Questi dati, inoltre, fanno ipotizzare che a questa distanza di tempo dall’inoculo, la risposta CTL contro Env sia presente negli animali a livelli molto bassi, per cui non viene rintracciata utilizzando un numero minore di linfociti. Questi risultati concordano con l’evoluzione delle risposta CTL durante l’infezione naturale con FIV (Flynn et al., 2002; Pistello et al., 2002): questa risposta è presente nel sangue periferico ad alti livelli durante lo stadio acuto della malattia, poi declina con la cronicizzazione, sia perché il virus va in latenza sia perché le cellule T memoria vengono richiamate nei linfonodi.
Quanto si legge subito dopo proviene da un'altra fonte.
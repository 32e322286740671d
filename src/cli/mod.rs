//! Command-line interface for immich-autoupdate.
//!
//! # Commands
//!
//! - `run` (default): one full update run, meant for cron or a systemd timer
//! - `check`: fetch both versions and print the decision without acting on it
//! - `validate`: load and check the settings file without touching the network
//! - `notify-test`: send a test notification through the configured transport
//!
//! # Global Options
//!
//! - `--config <PATH>`: settings file (`IMMICH_AUTOUPDATE_CONFIG`)
//! - `--log-file <PATH>`: run log appended by `run` (`IMMICH_AUTOUPDATE_LOG`)
//! - `--lock-file <PATH>`: PID marker guarding `run` (`IMMICH_AUTOUPDATE_LOCK`)
//! - `--no-lock`: run without the PID marker
//! - `--verbose` / `--quiet`: stderr log level
//!
//! # Examples
//!
//! ```bash
//! # Nightly cron entry
//! 0 3 * * * /usr/local/bin/immich-autoupdate
//!
//! # What would tonight's run do?
//! immich-autoupdate check
//!
//! # After editing the settings file
//! immich-autoupdate validate
//! immich-autoupdate notify-test
//! ```
//!
//! # Exit Codes
//!
//! `0` when the run ends up to date, skipped, or updated (even if the server
//! was slow to come back); `1` for every hard failure, a blocked release, and
//! an interruption.

mod check;
mod notify;
mod run;
mod validate;

use anyhow::Result;
use clap::{Parser, Subcommand};
use std::path::PathBuf;

use crate::constants::{DEFAULT_CONFIG_PATH, DEFAULT_LOCK_PATH, DEFAULT_LOG_PATH};
use crate::logging;

/// Settings derived from the global flags, shared by every subcommand.
///
/// Kept separate from [`Cli`] so tests can build one directly.
#[derive(Debug, Clone)]
pub struct CliConfig {
    /// Settings file
    pub config_path: PathBuf,
    /// Run log appended by `run`
    pub log_file: PathBuf,
    /// PID marker, `None` with `--no-lock`
    pub lock_file: Option<PathBuf>,
    /// Filter directive for stderr output
    pub log_level: &'static str,
}

/// Scheduled updater for a docker-compose Immich deployment.
#[derive(Parser)]
#[command(
    name = "immich-autoupdate",
    about = "Keep a self-hosted Immich deployment on the latest release",
    version,
    long_about = "Checks the latest Immich release, waits until it has aged for a few days, \
                  refuses releases whose notes mention breaking changes, then pulls the new \
                  images, restarts the stack and reports the result by e-mail or Gotify."
)]
pub struct Cli {
    /// Subcommand; `run` when omitted
    #[command(subcommand)]
    command: Option<Commands>,

    /// Settings file with KEY=value lines
    #[arg(
        short,
        long,
        global = true,
        env = "IMMICH_AUTOUPDATE_CONFIG",
        default_value = DEFAULT_CONFIG_PATH
    )]
    config: PathBuf,

    /// Run log appended by `run`
    #[arg(
        long,
        global = true,
        env = "IMMICH_AUTOUPDATE_LOG",
        default_value = DEFAULT_LOG_PATH
    )]
    log_file: PathBuf,

    /// PID marker preventing overlapping runs
    #[arg(
        long,
        global = true,
        env = "IMMICH_AUTOUPDATE_LOCK",
        default_value = DEFAULT_LOCK_PATH
    )]
    lock_file: PathBuf,

    /// Do not take the PID marker
    #[arg(long, global = true)]
    no_lock: bool,

    /// Debug output on stderr
    #[arg(short, long, global = true, conflicts_with = "quiet")]
    verbose: bool,

    /// Errors only on stderr
    #[arg(short, long, global = true)]
    quiet: bool,
}

#[derive(Subcommand)]
enum Commands {
    /// Check for a new release and install it if policy allows
    Run(run::RunCommand),

    /// Print what `run` would decide, without updating or notifying
    Check(check::CheckCommand),

    /// Validate the settings file
    Validate(validate::ValidateCommand),

    /// Send a test notification
    NotifyTest(notify::NotifyTestCommand),
}

impl Cli {
    /// Execute the parsed command line.
    ///
    /// # Errors
    ///
    /// Returns the error that should end the process with exit code 1.
    pub async fn execute(self) -> Result<()> {
        let config = self.build_config();
        self.execute_with_config(config).await
    }

    /// Derive the [`CliConfig`] from the global flags.
    #[must_use]
    pub fn build_config(&self) -> CliConfig {
        let log_level = if self.verbose {
            "debug"
        } else if self.quiet {
            "error"
        } else {
            "info"
        };

        CliConfig {
            config_path: self.config.clone(),
            log_file: self.log_file.clone(),
            lock_file: (!self.no_lock).then(|| self.lock_file.clone()),
            log_level,
        }
    }

    /// Execute with an explicit [`CliConfig`].
    ///
    /// Logging is initialised here. Only `run` writes the run log; the other
    /// commands are interactive and log to stderr alone.
    ///
    /// # Errors
    ///
    /// Returns the error that should end the process with exit code 1.
    pub async fn execute_with_config(self, config: CliConfig) -> Result<()> {
        let command = self
            .command
            .unwrap_or_else(|| Commands::Run(run::RunCommand::default()));

        let run_log = matches!(command, Commands::Run(_)).then_some(config.log_file.as_path());
        logging::init_logging(config.log_level, run_log)?;

        match command {
            Commands::Run(cmd) => cmd.execute(&config).await,
            Commands::Check(cmd) => cmd.execute(&config).await,
            Commands::Validate(cmd) => cmd.execute(&config).await,
            Commands::NotifyTest(cmd) => cmd.execute(&config).await,
        }
    }
}

/// Output format of `check` and `validate`.
#[derive(Clone, Copy, Debug, Default, PartialEq, Eq, clap::ValueEnum)]
pub enum OutputFormat {
    /// Human-readable text with colours
    #[default]
    Text,
    /// One JSON object on stdout
    Json,
}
Abbiamo deciso di effettuare a 20 settimane dal terzo inoculo anche una prova di ristimolazione con peptidi sintetici, disegnati in modo da coprire l’intera sequenza codificante di Env. In questa prova abbiamo potuto
osservare che un animale mostra una completa assenza di risposta con entrambi i rapporti E:T, mentre un secondo gatto esibisce una risposta modesta (6% di lisi) nella prova 50:1. L’ultimo gatto, invece, mostra una risposta CTL significativa utilizzando il rapporto maggiore ed è anche l’unico ad avere una lisi rintracciabile, benché non significativa, anche con il rapporto E:T 10:1. Il gatto di controllo, invece, non mostra alcuna risposta in nessuna delle prove effettuate.
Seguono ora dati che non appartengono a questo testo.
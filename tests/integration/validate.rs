//! `validate` checks the settings file without network access.

use predicates::prelude::*;

use crate::common::TestEnv;

#[test]
fn test_valid_settings() {
    let env = TestEnv::new().set("IMMICH_API_KEY", "abcdefghijklmnop");

    env.command()
        .arg("validate")
        .assert()
        .success()
        .stdout(predicate::str::contains("Valid settings file"))
        .stdout(predicate::str::contains("abcd****"))
        .stdout(predicate::str::contains("abcdefghijklmnop").not());
}

#[test]
fn test_validate_json() {
    let env = TestEnv::new().with_gotify();

    let output = env
        .command()
        .args(["validate", "--format", "json"])
        .assert()
        .success()
        .get_output()
        .stdout
        .clone();

    let report: serde_json::Value = serde_json::from_slice(&output).unwrap();
    assert_eq!(report["valid"], true);
    assert_eq!(report["settings"]["notify_method"], "gotify");
    assert_eq!(report["settings"]["gotify_token"], "goti****");
    assert_eq!(report["warnings"].as_array().unwrap().len(), 0);
}

#[test]
fn test_missing_file() {
    let env = TestEnv::new();

    env.command()
        .args(["validate", "--config"])
        .arg(env.temp.path().join("nope.conf"))
        .assert()
        .code(1)
        .stderr(predicate::str::contains("Configuration file not found"));
}

#[test]
fn test_missing_keys_are_listed() {
    let mut env = TestEnv::new();
    env.settings = env
        .settings
        .clone()
        .unset("IMMICH_HOST")
        .set("NOTIFY_METHOD", "gotify");

    env.command()
        .arg("validate")
        .assert()
        .code(1)
        .stderr(predicate::str::contains("IMMICH_HOST"))
        .stderr(predicate::str::contains("GOTIFY_URL"))
        .stderr(predicate::str::contains("GOTIFY_TOKEN"));
}

#[test]
fn test_unknown_notify_method() {
    let env = TestEnv::new().set("NOTIFY_METHOD", "pigeon");

    env.command()
        .arg("validate")
        .assert()
        .code(1)
        .stderr(predicate::str::contains("NOTIFY_METHOD must be one of"));
}

#[test]
fn test_invalid_email_address() {
    let env = TestEnv::new()
        .set("NOTIFY_METHOD", "email")
        .set("EMAIL_TO", "not an address");

    env.command()
        .arg("validate")
        .assert()
        .code(1)
        .stderr(predicate::str::contains("EMAIL_TO"));
}

#[test]
fn test_strict_mode_fails_on_warnings() {
    let env = TestEnv::new().set("IMMICH_DIR", "/definitely/not/here");

    env.command()
        .arg("validate")
        .assert()
        .success()
        .stdout(predicate::str::contains("Warning: IMMICH_DIR"));

    env.command()
        .args(["validate", "--strict"])
        .assert()
        .code(1)
        .stderr(predicate::str::contains("strict mode"));
}
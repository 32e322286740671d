//! Version handling.
//!
//! Release tags and the version reported by the running server are compared
//! with [`comparison::compare_versions`], never with string equality: `1.10.0`
//! must sort after `1.9.0`.

pub mod comparison;

pub use comparison::{compare_versions, is_newer, strip_v};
Questa prova ci ha permesso di dimostrare che la risposta CTL ottenuta con la ristimolazione sui fibroblasti è effettivamente diretta solo contro la proteina Env, confermando l’efficacia della ristimolazione da noi effettuata con i fibroblasti. Questo esperimento, inoltre, fornisce una ulteriore conferma che il fenotipo trasformato dei fibroblasti non influisce sull’ampiezza della risposta CTL misurata.
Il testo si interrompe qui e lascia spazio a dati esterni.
//! An interrupted run removes its lock marker and exits non-zero.

use assert_cmd::cargo::cargo_bin;
use nix::sys::signal::{Signal, kill};
use nix::unistd::Pid;
use std::net::TcpListener;
use std::process::{Command, Stdio};
use std::thread;
use std::time::{Duration, Instant};

use crate::common::{BIN, TestEnv};

fn wait_until(what: &str, timeout: Duration, mut done: impl FnMut() -> bool) {
    let deadline = Instant::now() + timeout;
    while !done() {
        assert!(Instant::now() < deadline, "timed out waiting for {what}");
        thread::sleep(Duration::from_millis(20));
    }
}

#[test]
fn test_sigterm_releases_lock() {
    // Accepts connections but never answers, so the run hangs on its first request
    let listener = TcpListener::bind("127.0.0.1:0").unwrap();
    listener.set_nonblocking(true).unwrap();
    let host = format!("http://{}", listener.local_addr().unwrap());

    let env = TestEnv::new()
        .set("IMMICH_HOST", &host)
        .set("RELEASE_URL", &format!("{host}/release"))
        .set("HTTP_TIMEOUT_SECS", "60");
    env.settings.write_to(&env.config_path()).unwrap();

    let mut child = Command::new(cargo_bin(BIN))
        .env("IMMICH_AUTOUPDATE_CONFIG", env.config_path())
        .env("IMMICH_AUTOUPDATE_LOG", env.log_path())
        .env("IMMICH_AUTOUPDATE_LOCK", env.lock_path())
        .env_remove("RUST_LOG")
        .stdout(Stdio::null())
        .stderr(Stdio::null())
        .spawn()
        .unwrap();

    let mut connections = Vec::new();
    wait_until("the release request", Duration::from_secs(20), || {
        if let Ok((stream, _)) = listener.accept() {
            connections.push(stream);
        }
        !connections.is_empty()
    });
    assert!(env.lock_path().exists(), "lock marker missing during the run");

    // Signal handlers are installed in the same poll as the first request
    thread::sleep(Duration::from_millis(300));
    kill(Pid::from_raw(child.id() as i32), Signal::SIGTERM).unwrap();

    let mut status = None;
    wait_until("the process to exit", Duration::from_secs(20), || {
        status = child.try_wait().unwrap();
        status.is_some()
    });
    let status = status.unwrap();

    assert_eq!(status.code(), Some(1), "unexpected status: {status:?}");
    assert!(!env.lock_path().exists(), "lock marker left behind");
    assert!(env.log().contains("Interrupted by SIGTERM"), "log: {}", env.log());
}
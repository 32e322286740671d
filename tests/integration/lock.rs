//! Overlapping runs are refused; stale markers are cleaned up.

use predicates::prelude::*;
use std::fs;

use crate::common::{SAFE_NOTES, TestEnv, write_lock};

#[test]
fn test_live_lock_refuses_to_run() {
    let mut env = TestEnv::new().with_gotify();
    // The test process is alive and is not the binary under test
    write_lock(&env.lock_path(), std::process::id());
    let release = env.server.mock("GET", "/release").expect(0).create();
    let notify = env.expect_no_notification();

    env.command()
        .assert()
        .code(1)
        .stderr(predicate::str::contains("already in progress"));

    release.assert();
    notify.assert();
    assert!(env.log().contains(" - ERROR: "), "log: {}", env.log());
    assert_eq!(
        fs::read_to_string(env.lock_path()).unwrap().trim(),
        std::process::id().to_string(),
        "another run's marker must not be removed"
    );
}

#[cfg(unix)]
#[test]
fn test_stale_lock_is_replaced() {
    let mut env = TestEnv::new();
    // Beyond any pid_max, so never alive
    write_lock(&env.lock_path(), i32::MAX as u32);
    let _release = env.release("v1.117.0", 30, SAFE_NOTES);
    let _running = env.running("v1.117.0");

    env.command().assert().success();

    assert!(!env.lock_path().exists());
    assert!(env.log().contains("stale"), "log: {}", env.log());
}

#[test]
fn test_no_lock_flag_ignores_marker() {
    let mut env = TestEnv::new();
    write_lock(&env.lock_path(), std::process::id());
    let _release = env.release("v1.117.0", 30, SAFE_NOTES);
    let _running = env.running("v1.117.0");

    env.command().arg("--no-lock").assert().success();

    assert!(env.lock_path().exists(), "--no-lock must leave the marker alone");
}
//! Shared HTTP client construction.

use anyhow::{Context, Result};
use reqwest::Client;
use std::time::Duration;

use crate::constants::USER_AGENT;

/// Build the client used for every request of a run.
///
/// The timeout bounds the whole request (connect, send, and body read), so a
/// hung peer stalls a run for at most `timeout` per attempt.
pub fn build_client(timeout: Duration) -> Result<Client> {
    Client::builder()
        .user_agent(USER_AGENT)
        .timeout(timeout)
        .build()
        .context("Failed to build HTTP client")
}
I valori ottenuti in questo ultimo esperimento sono tutti più bassi rispetto a quelli ottenuti a 18 settimane. Questo può essere imputato sia ad un ulteriore calo della potenza delle risposta CTL nel tempo trascorso tra le due prove ma soprattutto al tipo di stimolazione effettuata. Infatti, benché i peptidi utilizzati siano progettati in maniera tale da ricoprire l’intera sequenza di Env, è possibile che nessuno di essi riproduca l’esatto peptide che viene esposto sulla superficie cellulare in seguito al processamento intracellulare della proteina. Questo fatto, associato all’elevato costo di una libreria di peptidi, rende la ristimolazione da noi effettuata con le linee di fibroblasti trasdotti un’innovazione sicuramente vantaggiosa.
5.1 Conclusioni
Il saggio allestito durante questo lavoro di tesi si è dimostrato in grado di misurare in maniera specifica l’attività litica dei linfociti T citotossici in risposta alla stimolazione con l’antigene di interesse; inoltre, durante la fase di allestimento, abbiamo potuto constatare l’elevato grado di riproducibilità dei risultati ottenuti.
L’uso della tecnica della citofluorimetria a flusso garantisce la facilità nella rilevazione della lisi, la quale può avvenire senza l’uso di substrati tossici, radioattivi o eccessivamente costosi. La sicurezza è garantita anche dall’uso del vettore FIV-derivato per la trasduzione delle cellule target, dal momento che ha origine da un virus non patogeno per l’uomo ed è prodotto con una strategia che minimizza le probabilità di ricombinazione e quindi di ritorno ad un fenotipo wild-type.
Infine, l’elevata plasticità del vettore, che consente l’introduzione di geni di diverso tipo, e la sua capacità di trasdurre numerosi tipi cellulari consentono l’applicazione di questo saggio anche ad altri protocolli vaccinali.